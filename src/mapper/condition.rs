//! Diagnosis → Condition mapping

use crate::domain::{GarudaError, Result};
use crate::fhir::resources::Condition;
use crate::fhir::{BundleEntry, CodeableConcept, Coding, Reference};
use crate::mapper::{entry::transaction_entry, missing_fields};

/// Maps one ICD-10 coded diagnosis to an encounter-diagnosis Condition.
#[derive(Debug, Clone, Default)]
pub struct ConditionDiagnosisMapper {
    pub condition_id: String,
    pub encounter_id: String,
    pub patient_satusehat_id: String,
    pub patient_name: String,
    pub time: String,
    pub icd_code: String,
    pub icd_name: String,
}

impl ConditionDiagnosisMapper {
    pub fn validate(&self) -> Result<()> {
        missing_fields(&[
            ("condition_id", &self.condition_id),
            ("encounter_id", &self.encounter_id),
            ("patient_satusehat_id", &self.patient_satusehat_id),
            ("patient_name", &self.patient_name),
            ("time", &self.time),
            ("icd_code", &self.icd_code),
            ("icd_name", &self.icd_name),
        ])
        .map_err(GarudaError::Validation)
    }

    pub fn bundle_entry(&self) -> Result<BundleEntry> {
        self.validate()?;
        transaction_entry(&self.resource(), &self.condition_id, "Condition", &[])
    }

    pub fn resource(&self) -> Condition {
        Condition {
            resource_type: "Condition",
            clinical_status: Some(CodeableConcept::single(Coding::new(
                "http://terminology.hl7.org/CodeSystem/condition-clinical",
                "active",
                "Active",
            ))),
            category: vec![CodeableConcept::single(Coding::new(
                "http://terminology.hl7.org/CodeSystem/condition-category",
                "encounter-diagnosis",
                "Encounter Diagnosis",
            ))],
            code: Some(CodeableConcept::single(Coding::new(
                "http://hl7.org/fhir/sid/icd-10",
                self.icd_code.clone(),
                self.icd_name.clone(),
            ))),
            subject: Reference::typed("Patient", &self.patient_satusehat_id)
                .with_display(&self.patient_name),
            encounter: Some(
                Reference::typed("Encounter", &self.encounter_id).with_display(format!(
                    "Kunjungan {}. Di tanggal {}",
                    self.patient_name, self.time
                )),
            ),
        }
    }
}

#[cfg(test)]
mod tests {
    use super::*;

    fn mapper() -> ConditionDiagnosisMapper {
        ConditionDiagnosisMapper {
            condition_id: "11111111-2222-3333-4444-555555555555".to_string(),
            encounter_id: "99999999-8888-7777-6666-555555555555".to_string(),
            patient_satusehat_id: "P0001".to_string(),
            patient_name: "Budi Santoso".to_string(),
            time: "2024-03-14T10:30:00+00:00".to_string(),
            icd_code: "J06.9".to_string(),
            icd_name: "Acute upper respiratory infection".to_string(),
        }
    }

    #[test]
    fn test_condition_entry() {
        let entry = mapper().bundle_entry().unwrap();
        assert_eq!(entry.request.url, "Condition");
        assert_eq!(
            entry.resource["code"]["coding"][0]["system"],
            "http://hl7.org/fhir/sid/icd-10"
        );
        assert_eq!(entry.resource["code"]["coding"][0]["code"], "J06.9");
        assert_eq!(entry.resource["subject"]["reference"], "Patient/P0001");
        assert_eq!(
            entry.resource["category"][0]["coding"][0]["code"],
            "encounter-diagnosis"
        );
    }

    #[test]
    fn test_missing_icd_code_rejected() {
        let mut mapper = mapper();
        mapper.icd_code = String::new();
        let err = mapper.bundle_entry().unwrap_err();
        assert!(err.to_string().contains("icd_code"));
    }
}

☆ ☆ ☆

YOUR TASK
Find the word "subject" in the records. Copy every line it appears in.

RESPONSE AREA
            subject: Reference::typed("Patient", &self.patient_satusehat_id)
        assert_eq!(entry.resource["subject"]["reference"], "Patient/P0001");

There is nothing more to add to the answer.